As a naturally occurring, relatively unrefined fuel, coal exhibits a wide range in the properties that are most important for combustion. The primary properties of coal measured in a "proximate" analysis include the heating value (MJ/kg), volatile matter (%), fixed carbon (%), and ash (%), among others. Standard laboratory measurements exist for each of these crucial parameters; typical analysis may take 6 h or more to complete. It would be useful to have a real-time, or nearly real-time, analysis method that could be used for sorting coal by quality at the mine site, blending coal efficiently, spot-checking coal quality for transactions, and control of coal firing in boilers. In particular, more efficient coal firing could help reduce particulate matter and greenhouse gas pollution from coal utilization.
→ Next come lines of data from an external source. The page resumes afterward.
//! Interception points over host behaviors. Instead of mutating host
//! internals, each hook the engine cares about is a [`PatchSlot`]: the host's
//! original behavior plus a removable stack of advice closures. Uninstalling
//! everything provably restores the original (`Rc::ptr_eq` with the handler
//! captured at construction).

use std::collections::HashMap;
use std::collections::HashSet;
use std::fmt;
use std::rc::Rc;

use anyhow::Result;
use tracing::warn;

use crate::chrome::BarKind;
use crate::event::PluginEvent;
use crate::host::{NATIVE_SORT_OPTIONS, Node, native_sort};
use crate::model::settings::SortOrder;

/// What an advice closure decided about the original behavior.
#[derive(Debug, Clone, Copy, PartialEq, Eq)]
pub enum Flow {
    /// Let the original (and any earlier advice) run.
    Continue,
    /// The advice handled the call; skip the original.
    Suppress,
}

#[derive(Debug, Clone, Copy, PartialEq, Eq, Hash)]
pub struct PatchId(u64);

type Handler<C> = Rc<dyn Fn(&mut C)>;
type Advice<C> = Rc<dyn Fn(&mut C) -> Result<Flow>>;

/// One interception point. Advice runs most-recently-installed first; an
/// advice error is logged and treated as [`Flow::Continue`] so a broken
/// extension can never wedge the host behavior it wrapped.
pub struct PatchSlot<C> {
    name: &'static str,
    original: Handler<C>,
    stack: Vec<(PatchId, Advice<C>)>,
    next_id: u64,
}

impl<C> PatchSlot<C> {
    pub fn new(name: &'static str, original: impl Fn(&mut C) + 'static) -> Self {
        Self {
            name,
            original: Rc::new(original),
            stack: Vec::new(),
            next_id: 0,
        }
    }

    pub fn install(&mut self, advice: impl Fn(&mut C) -> Result<Flow> + 'static) -> PatchId {
        let id = PatchId(self.next_id);
        self.next_id += 1;
        self.stack.push((id, Rc::new(advice)));
        id
    }

    /// Removes one advice by id, wherever it sits in the stack.
    pub fn rollback(&mut self, id: PatchId) -> bool {
        let before = self.stack.len();
        self.stack.retain(|(i, _)| *i != id);
        self.stack.len() != before
    }

    pub fn rollback_all(&mut self) {
        self.stack.clear();
    }

    pub fn wrap_count(&self) -> usize {
        self.stack.len()
    }

    pub fn is_pristine(&self) -> bool {
        self.stack.is_empty()
    }

    /// The untouched host behavior, as captured at construction.
    pub fn original(&self) -> Handler<C> {
        Rc::clone(&self.original)
    }

    /// The handler a caller would reach right now. Only the pristine slot
    /// resolves to the original itself.
    pub fn resolved(&self) -> Option<Handler<C>> {
        self.stack.is_empty().then(|| Rc::clone(&self.original))
    }

    pub fn invoke(&self, ctx: &mut C) {
        let mut suppressed = false;
        for (id, advice) in self.stack.iter().rev() {
            match advice(ctx) {
                Ok(Flow::Continue) => {}
                Ok(Flow::Suppress) => suppressed = true,
                Err(err) => {
                    warn!("advice {:?} on {} failed, continuing: {err}", id, self.name);
                }
            }
        }
        if !suppressed {
            (self.original)(ctx);
        }
    }
}

impl<C> fmt::Debug for PatchSlot<C> {
    fn fmt(&self, f: &mut fmt::Formatter<'_>) -> fmt::Result {
        f.debug_struct("PatchSlot")
            .field("name", &self.name)
            .field("wraps", &self.stack.len())
            .finish()
    }
}

/// The child-compute hook: the host asks for a folder's children in display
/// order. The original applies the native sort; the engine's advice replaces
/// it with the custom order when one is active.
#[derive(Debug)]
pub struct TreeComputeCtx {
    pub folder: String,
    pub children: Vec<Node>,
    /// Path-to-position for this folder, from the position index.
    pub positions: HashMap<String, usize>,
    pub sort_order: SortOrder,
}

/// The sort-menu hook. The original lists the host's stock methods; the
/// engine's advice appends its rearrange toggle.
#[derive(Debug, Default)]
pub struct SortButtonCtx {
    pub options: Vec<String>,
    pub rearrange_toggle: bool,
}

/// Fires when the host adds an item to the status bar or ribbon. Follow-up
/// events let advice request re-sorting without re-entering the plugin.
#[derive(Debug)]
pub struct BarItemCtx {
    pub bar: BarKind,
    pub follow_ups: Vec<PluginEvent>,
}

/// Fires on workspace layout changes (leaf splits, tab group creation).
#[derive(Debug, Default)]
pub struct LayoutCtx {
    pub follow_ups: Vec<PluginEvent>,
}

#[derive(Debug, Clone, Copy, PartialEq, Eq)]
pub enum ViewPhase {
    Load,
    Unload,
}

/// Fires when a view finishes loading or starts unloading.
#[derive(Debug)]
pub struct ViewLifecycleCtx {
    pub phase: ViewPhase,
    pub view_type: String,
    pub has_action_bar: bool,
    pub sorter_attached: bool,
}

/// Fires on mousedown over a tab header. The original lets the host start
/// its native drag; advice suppresses it while a modifier-key multi-select
/// drag is in progress.
#[derive(Debug, Default)]
pub struct MouseDownCtx {
    pub tab_header: bool,
    pub alt: bool,
    pub meta: bool,
    pub default_handled: bool,
}

/// All of the engine's interception points, plus the marker set that keeps
/// re-entrant installation idempotent.
#[derive(Debug)]
pub struct PatchLayer {
    pub tree_compute: PatchSlot<TreeComputeCtx>,
    pub sort_button: PatchSlot<SortButtonCtx>,
    pub status_bar_item: PatchSlot<BarItemCtx>,
    pub ribbon_icon: PatchSlot<BarItemCtx>,
    pub layout: PatchSlot<LayoutCtx>,
    pub view_lifecycle: PatchSlot<ViewLifecycleCtx>,
    pub mousedown: PatchSlot<MouseDownCtx>,
    markers: HashSet<&'static str>,
}

impl PatchLayer {
    pub fn new() -> Self {
        Self {
            tree_compute: PatchSlot::new("tree-compute", |ctx: &mut TreeComputeCtx| {
                native_sort(&mut ctx.children);
            }),
            sort_button: PatchSlot::new("sort-button", |ctx: &mut SortButtonCtx| {
                ctx.options = NATIVE_SORT_OPTIONS.iter().map(|s| s.to_string()).collect();
            }),
            status_bar_item: PatchSlot::new("status-bar-item", |_: &mut BarItemCtx| {}),
            ribbon_icon: PatchSlot::new("ribbon-icon", |_: &mut BarItemCtx| {}),
            layout: PatchSlot::new("layout", |_: &mut LayoutCtx| {}),
            view_lifecycle: PatchSlot::new("view-lifecycle", |_: &mut ViewLifecycleCtx| {}),
            mousedown: PatchSlot::new("mousedown", |ctx: &mut MouseDownCtx| {
                ctx.default_handled = true;
            }),
            markers: HashSet::new(),
        }
    }

    /// Returns true the first time a marker is claimed. Install guards use
    /// this so repeated lifecycle events never double-wrap a slot.
    pub fn mark(&mut self, marker: &'static str) -> bool {
        self.markers.insert(marker)
    }

    pub fn is_marked(&self, marker: &'static str) -> bool {
        self.markers.contains(marker)
    }

    pub fn rollback_all(&mut self) {
        self.tree_compute.rollback_all();
        self.sort_button.rollback_all();
        self.status_bar_item.rollback_all();
        self.ribbon_icon.rollback_all();
        self.layout.rollback_all();
        self.view_lifecycle.rollback_all();
        self.mousedown.rollback_all();
        self.markers.clear();
    }

    pub fn is_pristine(&self) -> bool {
        self.tree_compute.is_pristine()
            && self.sort_button.is_pristine()
            && self.status_bar_item.is_pristine()
            && self.ribbon_icon.is_pristine()
            && self.layout.is_pristine()
            && self.view_lifecycle.is_pristine()
            && self.mousedown.is_pristine()
            && self.markers.is_empty()
    }
}

impl Default for PatchLayer {
    fn default() -> Self {
        Self::new()
    }
}

#[cfg(test)]
mod tests {
    use super::*;
    use std::cell::RefCell;

    #[derive(Debug, Default)]
    struct Trace(Vec<&'static str>);

    fn slot() -> PatchSlot<Trace> {
        PatchSlot::new("trace", |ctx: &mut Trace| ctx.0.push("original"))
    }

    #[test]
    fn advice_runs_newest_first_then_the_original() {
        let mut slot = slot();
        slot.install(|ctx: &mut Trace| {
            ctx.0.push("first");
            Ok(Flow::Continue)
        });
        slot.install(|ctx: &mut Trace| {
            ctx.0.push("second");
            Ok(Flow::Continue)
        });
        let mut trace = Trace::default();
        slot.invoke(&mut trace);
        assert_eq!(trace.0, ["second", "first", "original"]);
    }

    #[test]
    fn suppress_skips_the_original_but_not_other_advice() {
        let mut slot = slot();
        slot.install(|ctx: &mut Trace| {
            ctx.0.push("observer");
            Ok(Flow::Continue)
        });
        slot.install(|ctx: &mut Trace| {
            ctx.0.push("replacer");
            Ok(Flow::Suppress)
        });
        let mut trace = Trace::default();
        slot.invoke(&mut trace);
        assert_eq!(trace.0, ["replacer", "observer"]);
    }

    #[test]
    fn failing_advice_is_dropped_from_the_call_not_the_stack() {
        let mut slot = slot();
        slot.install(|_: &mut Trace| Err(anyhow::anyhow!("boom")));
        let mut trace = Trace::default();
        slot.invoke(&mut trace);
        // fail-open: the original still ran
        assert_eq!(trace.0, ["original"]);
        assert_eq!(slot.wrap_count(), 1);
    }

    #[test]
    fn rollback_by_id_works_out_of_install_order() {
        let mut slot = slot();
        let a = slot.install(|ctx: &mut Trace| {
            ctx.0.push("a");
            Ok(Flow::Continue)
        });
        let b = slot.install(|ctx: &mut Trace| {
            ctx.0.push("b");
            Ok(Flow::Continue)
        });
        assert!(slot.rollback(a));
        assert!(!slot.rollback(a));
        let mut trace = Trace::default();
        slot.invoke(&mut trace);
        assert_eq!(trace.0, ["b", "original"]);
        assert!(slot.rollback(b));
        assert!(slot.is_pristine());
    }

    #[test]
    fn full_rollback_restores_the_exact_original_handler() {
        let mut slot = slot();
        let before = slot.original();
        assert!(slot.resolved().is_some());
        slot.install(|_: &mut Trace| Ok(Flow::Suppress));
        assert!(slot.resolved().is_none());
        slot.rollback_all();
        let after = slot.resolved().unwrap();
        assert!(Rc::ptr_eq(&before, &after));
    }

    #[test]
    fn markers_claim_once_and_clear_on_full_rollback() {
        let mut layer = PatchLayer::new();
        assert!(layer.mark("file-explorer"));
        assert!(!layer.mark("file-explorer"));
        assert!(layer.is_marked("file-explorer"));
        layer.rollback_all();
        assert!(!layer.is_marked("file-explorer"));
        assert!(layer.is_pristine());
    }

    #[test]
    fn advice_state_can_outlive_the_call_through_rc() {
        let seen = Rc::new(RefCell::new(0));
        let mut slot = slot();
        let seen_in = Rc::clone(&seen);
        slot.install(move |_: &mut Trace| {
            *seen_in.borrow_mut() += 1;
            Ok(Flow::Continue)
        });
        let mut trace = Trace::default();
        slot.invoke(&mut trace);
        slot.invoke(&mut trace);
        assert_eq!(*seen.borrow(), 2);
    }
}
Wang and colleagues at Tsinghua University have published several papers on coal property determination from laser-induced breakdown spectroscopy (LIBS) spectra using a modified "dominant factor" PLS method. The most recent paper (2) describes a spectral normalization method designed to remove the shot-to-shot fluctuation from individual LIBS spectra taken on the same sample, which can be caused by local material changes or laser fluctuations, which affect ablation efficiency and electron density in the plasma. Following spectral normalization to obtain a "standardized" spectrum, a subset of lines known to be physically related to the desired quantity (called the dominant factors) is used in an initial PLS prediction to estimate the property in question. An example of dominant factors might be elemental emission lines associated with minerals for prediction of ash percentage. In training, the dominant factor PLS estimate, which is much more accurate than typical PLS with the entire spectrum, is compared with the known quantity. The entire spectrum is fed into a secondary PLS to determine a "correction" signal, so that the trained algorithm uses both a PLS based on the dominant factors and on the entire LIBS spectrum to arrive at a property prediction. In this case, after a prediction is made the result is stored in a database so that if the same sample is encountered again, it can be recalled, significantly reducing shot-to-shot variation on the same sample.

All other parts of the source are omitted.